Whenever a line below holds the word "const", count it once; report the total and nothing else.

**Material to process:**
--- START ---

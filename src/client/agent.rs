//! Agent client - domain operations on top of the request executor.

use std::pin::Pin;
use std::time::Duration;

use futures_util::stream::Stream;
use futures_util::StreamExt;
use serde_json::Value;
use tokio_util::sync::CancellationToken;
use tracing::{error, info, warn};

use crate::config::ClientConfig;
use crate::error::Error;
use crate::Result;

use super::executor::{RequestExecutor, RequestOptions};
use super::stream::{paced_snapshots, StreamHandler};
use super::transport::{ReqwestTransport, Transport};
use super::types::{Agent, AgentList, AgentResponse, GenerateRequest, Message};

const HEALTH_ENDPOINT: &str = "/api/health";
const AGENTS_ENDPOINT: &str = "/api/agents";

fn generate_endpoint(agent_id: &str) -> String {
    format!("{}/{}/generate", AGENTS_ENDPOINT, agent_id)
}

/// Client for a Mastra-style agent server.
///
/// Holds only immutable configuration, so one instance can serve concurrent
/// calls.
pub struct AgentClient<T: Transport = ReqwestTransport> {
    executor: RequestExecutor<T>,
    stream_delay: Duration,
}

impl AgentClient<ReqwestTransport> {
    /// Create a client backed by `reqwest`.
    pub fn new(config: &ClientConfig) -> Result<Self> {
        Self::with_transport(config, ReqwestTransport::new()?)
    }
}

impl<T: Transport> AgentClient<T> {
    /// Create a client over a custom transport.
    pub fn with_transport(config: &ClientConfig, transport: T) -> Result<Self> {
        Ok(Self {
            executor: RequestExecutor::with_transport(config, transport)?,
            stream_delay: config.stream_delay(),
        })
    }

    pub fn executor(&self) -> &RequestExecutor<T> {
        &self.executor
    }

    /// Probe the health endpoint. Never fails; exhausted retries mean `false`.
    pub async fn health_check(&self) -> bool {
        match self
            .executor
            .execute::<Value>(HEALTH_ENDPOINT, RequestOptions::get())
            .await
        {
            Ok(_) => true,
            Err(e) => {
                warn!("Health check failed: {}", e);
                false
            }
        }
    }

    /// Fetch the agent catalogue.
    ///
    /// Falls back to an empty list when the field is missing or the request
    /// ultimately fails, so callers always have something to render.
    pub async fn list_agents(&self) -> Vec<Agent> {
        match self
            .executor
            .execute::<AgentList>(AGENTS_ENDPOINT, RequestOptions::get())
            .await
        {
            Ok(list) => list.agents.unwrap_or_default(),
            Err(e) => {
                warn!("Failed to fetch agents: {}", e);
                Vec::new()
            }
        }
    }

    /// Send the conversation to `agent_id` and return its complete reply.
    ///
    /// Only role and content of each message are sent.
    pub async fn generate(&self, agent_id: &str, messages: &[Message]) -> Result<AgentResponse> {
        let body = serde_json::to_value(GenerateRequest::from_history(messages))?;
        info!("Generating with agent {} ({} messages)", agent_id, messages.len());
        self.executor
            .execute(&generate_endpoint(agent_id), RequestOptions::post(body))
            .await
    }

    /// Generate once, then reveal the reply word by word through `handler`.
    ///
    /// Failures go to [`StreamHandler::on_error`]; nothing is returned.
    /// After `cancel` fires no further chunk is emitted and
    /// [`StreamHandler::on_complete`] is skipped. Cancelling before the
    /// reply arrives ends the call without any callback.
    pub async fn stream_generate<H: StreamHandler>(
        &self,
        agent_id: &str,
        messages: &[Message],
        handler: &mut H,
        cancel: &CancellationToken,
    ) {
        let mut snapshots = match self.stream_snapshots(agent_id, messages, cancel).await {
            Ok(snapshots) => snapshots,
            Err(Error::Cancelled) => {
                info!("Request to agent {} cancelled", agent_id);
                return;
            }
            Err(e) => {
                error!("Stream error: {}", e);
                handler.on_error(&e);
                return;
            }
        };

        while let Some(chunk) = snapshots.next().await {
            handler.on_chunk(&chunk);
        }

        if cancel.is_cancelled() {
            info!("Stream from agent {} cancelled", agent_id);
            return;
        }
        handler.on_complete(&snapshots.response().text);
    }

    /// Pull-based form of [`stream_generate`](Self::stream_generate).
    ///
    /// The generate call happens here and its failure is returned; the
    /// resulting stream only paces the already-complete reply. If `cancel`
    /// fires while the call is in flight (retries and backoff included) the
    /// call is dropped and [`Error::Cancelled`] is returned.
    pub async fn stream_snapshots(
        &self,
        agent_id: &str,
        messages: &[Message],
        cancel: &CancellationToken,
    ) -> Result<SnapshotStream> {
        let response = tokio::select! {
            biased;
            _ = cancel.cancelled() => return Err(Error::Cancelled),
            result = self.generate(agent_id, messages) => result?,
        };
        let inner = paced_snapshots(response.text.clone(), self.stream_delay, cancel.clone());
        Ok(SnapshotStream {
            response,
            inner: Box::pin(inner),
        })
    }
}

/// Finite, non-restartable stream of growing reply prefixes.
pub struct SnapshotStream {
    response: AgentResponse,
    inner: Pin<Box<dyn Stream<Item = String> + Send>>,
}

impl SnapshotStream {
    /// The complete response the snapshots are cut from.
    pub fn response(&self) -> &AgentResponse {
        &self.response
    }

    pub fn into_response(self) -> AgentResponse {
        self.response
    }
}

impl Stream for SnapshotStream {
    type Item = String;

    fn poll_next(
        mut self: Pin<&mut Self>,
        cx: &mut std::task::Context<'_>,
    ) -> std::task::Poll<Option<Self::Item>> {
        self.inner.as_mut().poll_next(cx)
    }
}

--- END ---

**Written solution:** 2